Goal of the exercise: In the listing below, how many lines contain the string "ClientConfig"? Answer with the number only.

▬▬▬

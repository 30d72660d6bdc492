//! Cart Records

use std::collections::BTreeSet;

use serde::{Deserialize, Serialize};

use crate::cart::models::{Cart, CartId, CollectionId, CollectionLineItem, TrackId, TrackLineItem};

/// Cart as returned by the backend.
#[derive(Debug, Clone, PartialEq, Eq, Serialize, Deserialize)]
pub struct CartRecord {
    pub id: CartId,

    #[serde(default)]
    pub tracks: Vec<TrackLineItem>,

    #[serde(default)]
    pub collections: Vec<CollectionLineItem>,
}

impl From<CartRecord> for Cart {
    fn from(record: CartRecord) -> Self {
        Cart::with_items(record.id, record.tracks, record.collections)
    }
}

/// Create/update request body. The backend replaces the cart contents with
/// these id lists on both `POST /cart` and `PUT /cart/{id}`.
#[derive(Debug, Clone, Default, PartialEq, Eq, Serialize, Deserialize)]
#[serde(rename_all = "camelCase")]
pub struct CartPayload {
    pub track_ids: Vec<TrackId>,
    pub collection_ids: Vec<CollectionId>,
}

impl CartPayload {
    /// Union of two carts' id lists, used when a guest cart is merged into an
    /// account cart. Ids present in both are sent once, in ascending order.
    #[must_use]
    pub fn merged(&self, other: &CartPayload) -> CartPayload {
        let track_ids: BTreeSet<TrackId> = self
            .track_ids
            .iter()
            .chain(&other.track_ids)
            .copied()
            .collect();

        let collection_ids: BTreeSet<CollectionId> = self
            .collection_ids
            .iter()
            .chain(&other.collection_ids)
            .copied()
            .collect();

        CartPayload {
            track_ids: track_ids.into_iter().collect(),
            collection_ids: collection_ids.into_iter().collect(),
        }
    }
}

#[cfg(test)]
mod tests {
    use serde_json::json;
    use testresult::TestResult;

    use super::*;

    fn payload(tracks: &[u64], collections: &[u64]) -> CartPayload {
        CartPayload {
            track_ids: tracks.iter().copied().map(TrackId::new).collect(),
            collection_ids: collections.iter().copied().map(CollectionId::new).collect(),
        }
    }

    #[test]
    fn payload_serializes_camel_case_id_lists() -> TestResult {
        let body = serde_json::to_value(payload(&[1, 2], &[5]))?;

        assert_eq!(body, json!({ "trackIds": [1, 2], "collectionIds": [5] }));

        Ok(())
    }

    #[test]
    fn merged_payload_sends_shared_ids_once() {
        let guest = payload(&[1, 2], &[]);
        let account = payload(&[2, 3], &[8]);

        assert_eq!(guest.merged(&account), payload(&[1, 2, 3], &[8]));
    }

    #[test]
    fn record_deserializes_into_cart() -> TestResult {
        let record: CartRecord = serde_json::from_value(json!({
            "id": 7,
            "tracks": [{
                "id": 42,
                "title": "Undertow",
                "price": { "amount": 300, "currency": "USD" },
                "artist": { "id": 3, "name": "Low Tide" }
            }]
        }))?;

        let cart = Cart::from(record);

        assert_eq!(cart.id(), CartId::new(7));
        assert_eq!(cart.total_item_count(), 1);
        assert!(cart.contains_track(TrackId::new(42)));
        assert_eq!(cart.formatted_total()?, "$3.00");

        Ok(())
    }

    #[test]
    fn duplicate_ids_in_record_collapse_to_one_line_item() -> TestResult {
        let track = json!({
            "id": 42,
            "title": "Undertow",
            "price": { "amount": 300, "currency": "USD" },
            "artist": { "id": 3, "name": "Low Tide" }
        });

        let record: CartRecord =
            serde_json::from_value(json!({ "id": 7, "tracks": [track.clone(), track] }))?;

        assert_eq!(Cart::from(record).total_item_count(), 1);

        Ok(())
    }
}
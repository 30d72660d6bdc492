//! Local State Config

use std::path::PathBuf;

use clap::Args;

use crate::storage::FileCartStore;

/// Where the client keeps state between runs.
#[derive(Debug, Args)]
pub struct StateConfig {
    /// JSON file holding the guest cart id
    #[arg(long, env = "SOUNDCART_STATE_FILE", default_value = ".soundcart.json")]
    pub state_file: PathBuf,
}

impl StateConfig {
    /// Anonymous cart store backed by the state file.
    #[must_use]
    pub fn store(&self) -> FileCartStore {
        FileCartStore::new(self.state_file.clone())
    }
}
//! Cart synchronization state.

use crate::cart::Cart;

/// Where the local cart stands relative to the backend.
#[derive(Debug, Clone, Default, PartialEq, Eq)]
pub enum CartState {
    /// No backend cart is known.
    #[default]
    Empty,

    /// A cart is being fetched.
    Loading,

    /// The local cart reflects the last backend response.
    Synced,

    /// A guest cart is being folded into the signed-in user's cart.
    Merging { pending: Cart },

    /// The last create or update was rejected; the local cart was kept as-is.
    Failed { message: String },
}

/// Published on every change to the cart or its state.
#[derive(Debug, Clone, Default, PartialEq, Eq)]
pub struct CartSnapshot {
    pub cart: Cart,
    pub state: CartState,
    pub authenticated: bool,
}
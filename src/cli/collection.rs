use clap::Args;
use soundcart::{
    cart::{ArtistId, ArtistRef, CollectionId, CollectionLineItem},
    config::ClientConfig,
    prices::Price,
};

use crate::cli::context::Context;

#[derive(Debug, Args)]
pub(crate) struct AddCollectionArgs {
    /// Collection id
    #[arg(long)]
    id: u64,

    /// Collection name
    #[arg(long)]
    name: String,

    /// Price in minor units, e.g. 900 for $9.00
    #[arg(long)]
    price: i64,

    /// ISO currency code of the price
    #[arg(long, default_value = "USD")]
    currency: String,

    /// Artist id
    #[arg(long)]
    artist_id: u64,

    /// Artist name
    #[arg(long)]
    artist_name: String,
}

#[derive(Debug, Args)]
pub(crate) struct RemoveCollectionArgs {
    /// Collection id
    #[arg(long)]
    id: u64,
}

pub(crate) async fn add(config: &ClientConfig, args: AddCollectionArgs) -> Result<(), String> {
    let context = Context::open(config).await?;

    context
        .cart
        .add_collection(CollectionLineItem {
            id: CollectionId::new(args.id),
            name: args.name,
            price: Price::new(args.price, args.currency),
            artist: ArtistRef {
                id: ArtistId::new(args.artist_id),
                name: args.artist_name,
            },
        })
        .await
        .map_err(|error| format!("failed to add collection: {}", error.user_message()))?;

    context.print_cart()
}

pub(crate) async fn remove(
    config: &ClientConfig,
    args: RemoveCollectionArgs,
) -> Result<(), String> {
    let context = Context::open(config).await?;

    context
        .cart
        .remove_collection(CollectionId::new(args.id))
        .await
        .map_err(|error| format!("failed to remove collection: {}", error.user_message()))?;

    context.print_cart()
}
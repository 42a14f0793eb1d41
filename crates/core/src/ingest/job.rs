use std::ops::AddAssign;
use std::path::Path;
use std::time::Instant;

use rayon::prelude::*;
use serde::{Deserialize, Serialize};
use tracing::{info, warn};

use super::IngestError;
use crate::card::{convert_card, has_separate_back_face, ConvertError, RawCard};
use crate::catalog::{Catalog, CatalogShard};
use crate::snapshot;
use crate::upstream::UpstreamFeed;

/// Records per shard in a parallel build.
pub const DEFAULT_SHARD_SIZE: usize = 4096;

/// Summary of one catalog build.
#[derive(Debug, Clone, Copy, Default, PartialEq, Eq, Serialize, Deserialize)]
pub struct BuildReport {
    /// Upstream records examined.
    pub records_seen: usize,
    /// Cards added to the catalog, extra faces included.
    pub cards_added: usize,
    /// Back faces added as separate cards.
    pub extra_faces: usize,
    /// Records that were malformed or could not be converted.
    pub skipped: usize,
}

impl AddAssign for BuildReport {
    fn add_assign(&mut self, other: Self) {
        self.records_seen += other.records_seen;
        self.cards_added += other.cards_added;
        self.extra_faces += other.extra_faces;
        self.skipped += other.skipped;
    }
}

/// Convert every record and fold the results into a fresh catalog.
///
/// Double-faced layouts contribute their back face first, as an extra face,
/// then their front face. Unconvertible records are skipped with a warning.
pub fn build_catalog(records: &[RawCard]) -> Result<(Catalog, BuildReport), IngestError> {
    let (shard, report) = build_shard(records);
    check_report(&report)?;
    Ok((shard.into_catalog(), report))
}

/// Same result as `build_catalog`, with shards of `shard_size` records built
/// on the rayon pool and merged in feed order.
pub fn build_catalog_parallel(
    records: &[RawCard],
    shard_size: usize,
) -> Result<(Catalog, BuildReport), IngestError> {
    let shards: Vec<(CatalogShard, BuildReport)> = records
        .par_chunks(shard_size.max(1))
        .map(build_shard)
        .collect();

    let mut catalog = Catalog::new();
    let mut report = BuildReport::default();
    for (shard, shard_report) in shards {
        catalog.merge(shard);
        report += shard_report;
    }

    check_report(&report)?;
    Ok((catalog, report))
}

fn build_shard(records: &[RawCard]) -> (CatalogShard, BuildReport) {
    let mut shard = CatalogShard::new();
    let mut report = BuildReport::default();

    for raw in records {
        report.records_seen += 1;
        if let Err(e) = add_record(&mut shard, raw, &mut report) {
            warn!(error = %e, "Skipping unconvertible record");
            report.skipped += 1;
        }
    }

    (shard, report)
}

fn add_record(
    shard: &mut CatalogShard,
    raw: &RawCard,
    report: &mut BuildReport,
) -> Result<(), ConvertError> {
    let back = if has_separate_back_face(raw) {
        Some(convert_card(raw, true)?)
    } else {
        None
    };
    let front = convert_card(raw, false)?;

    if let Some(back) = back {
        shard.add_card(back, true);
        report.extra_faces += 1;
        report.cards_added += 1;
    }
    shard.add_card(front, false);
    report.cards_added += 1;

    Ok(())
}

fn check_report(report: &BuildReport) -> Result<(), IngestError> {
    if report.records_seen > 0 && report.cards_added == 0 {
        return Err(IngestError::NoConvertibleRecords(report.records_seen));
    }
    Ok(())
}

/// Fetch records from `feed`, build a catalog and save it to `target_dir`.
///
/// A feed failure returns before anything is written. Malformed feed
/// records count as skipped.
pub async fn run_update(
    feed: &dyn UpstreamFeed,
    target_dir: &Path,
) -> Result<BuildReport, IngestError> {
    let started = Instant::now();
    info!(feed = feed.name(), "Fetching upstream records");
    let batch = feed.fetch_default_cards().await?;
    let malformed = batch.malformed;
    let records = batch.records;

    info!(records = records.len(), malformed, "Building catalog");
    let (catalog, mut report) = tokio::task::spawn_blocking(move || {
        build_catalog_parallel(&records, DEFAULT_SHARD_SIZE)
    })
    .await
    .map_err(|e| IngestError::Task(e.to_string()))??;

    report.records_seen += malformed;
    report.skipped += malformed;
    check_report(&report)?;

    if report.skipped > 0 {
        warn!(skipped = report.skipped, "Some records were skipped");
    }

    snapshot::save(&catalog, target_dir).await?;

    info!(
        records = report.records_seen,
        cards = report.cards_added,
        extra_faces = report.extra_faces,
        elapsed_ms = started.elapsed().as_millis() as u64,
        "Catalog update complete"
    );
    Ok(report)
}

▬▬▬

Result of this task: 3